Pero no era así; las consecuencias del pecado eran una pura delicia. Comenzó a enjabonarse lánguidamente. Todo había comenzado en una de aquellas espantosas cenas: cóctel de pomelo, bistec demasiado hecho y bomba sin sorpresa para trescientos miembros de una organización inútil. El discurso de Tim había sido solamente otra exposición de la estrategia actual del Gobierno, subrayado emotivamente para despertar la simpatía de la audiencia. Más tarde había accedido a ir a algún otro lugar para tomar un trago con uno de sus colegas —un joven y brillante economista— y dos personas del público de escaso interés.

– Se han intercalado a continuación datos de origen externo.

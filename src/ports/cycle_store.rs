//! Cycle store port - durable CRUD over cycle records.
//!
//! The store is the durability boundary of the whole system: any I/O
//! failure here is a [`PersistenceError`] that callers must surface, not
//! swallow. Every mutation is transactional - it either fully commits or
//! leaves the record set unchanged.

use async_trait::async_trait;

use crate::domain::cycle::Cycle;
use crate::domain::foundation::{CycleId, NotificationRef};

/// Store I/O failure. Fatal to the triggering call.
#[derive(Debug, Clone, thiserror::Error)]
pub enum PersistenceError {
    #[error("cycle not found: {0}")]
    NotFound(CycleId),

    #[error("storage I/O failure: {0}")]
    Io(String),

    #[error("failed to encode record: {0}")]
    Serialization(String),

    #[error("failed to decode record: {0}")]
    Deserialization(String),

    #[error("schema migration failed: {0}")]
    Migration(String),
}

/// Port for persisting and querying cycle records.
///
/// Implementations serialize all mutations through a single logical
/// writer; callers need no additional locking.
#[async_trait]
pub trait CycleStore: Send + Sync {
    /// Persists a new cycle.
    ///
    /// # Errors
    ///
    /// `PersistenceError` on I/O failure.
    async fn add(&self, cycle: &Cycle) -> Result<CycleId, PersistenceError>;

    /// Rewrites an existing cycle.
    ///
    /// # Errors
    ///
    /// - `NotFound` if no record carries the cycle's id
    /// - `PersistenceError` on I/O failure
    async fn update(&self, cycle: &Cycle) -> Result<(), PersistenceError>;

    /// Removes a cycle.
    ///
    /// # Errors
    ///
    /// - `NotFound` if no record carries the id
    /// - `PersistenceError` on I/O failure
    async fn delete(&self, id: CycleId) -> Result<(), PersistenceError>;

    /// Looks up a cycle by id.
    async fn fetch_by_id(&self, id: CycleId) -> Result<Option<Cycle>, PersistenceError>;

    /// Returns cycles ordered by `created_at` descending, newest first.
    async fn fetch_all(&self, limit: Option<usize>) -> Result<Vec<Cycle>, PersistenceError>;

    /// Returns the non-completed cycle with the earliest `scheduled_at`,
    /// if one exists.
    async fn fetch_active(&self) -> Result<Option<Cycle>, PersistenceError>;

    /// Returns completed cycles ordered by `completed_at` descending;
    /// records missing a completion date sort last.
    async fn fetch_completed(&self) -> Result<Vec<Cycle>, PersistenceError>;

    /// Correlates an inbound notification action back to its cycle.
    async fn fetch_by_notification_ref(
        &self,
        reference: &NotificationRef,
    ) -> Result<Option<Cycle>, PersistenceError>;
}

#[cfg(test)]
mod tests {
    use super::*;

    // Trait object safety test
    #[test]
    fn cycle_store_is_object_safe() {
        fn _accepts_dyn(_store: &dyn CycleStore) {}
    }

    #[test]
    fn persistence_error_displays_cycle_id() {
        let id = CycleId::new();
        let err = PersistenceError::NotFound(id);
        assert!(err.to_string().contains(&id.to_string()));
    }

    #[test]
    fn persistence_error_io_displays_cause() {
        let err = PersistenceError::Io("disk full".to_string());
        assert!(err.to_string().contains("disk full"));
    }
}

El lugar había resultado ser un local nocturno que normalmente hubiera excedido los recursos de Tim; pero fue otro el que pagó la entrada. Una vez dentro, Tim empezó a divertirse, hasta el punto en que invitó a los otros a una botella de champán utilizando su tarjeta de crédito. Otras personas se unieron al grupo: el ejecutivo de una compañía cinematográfica del que Tim había oído hablar vagamente; un guionista del que no sabía nada; un economista de izquierda que daba apretones de manos sonriendo irónicamente y que evitaba hablar de sus ocupaciones; y las chicas.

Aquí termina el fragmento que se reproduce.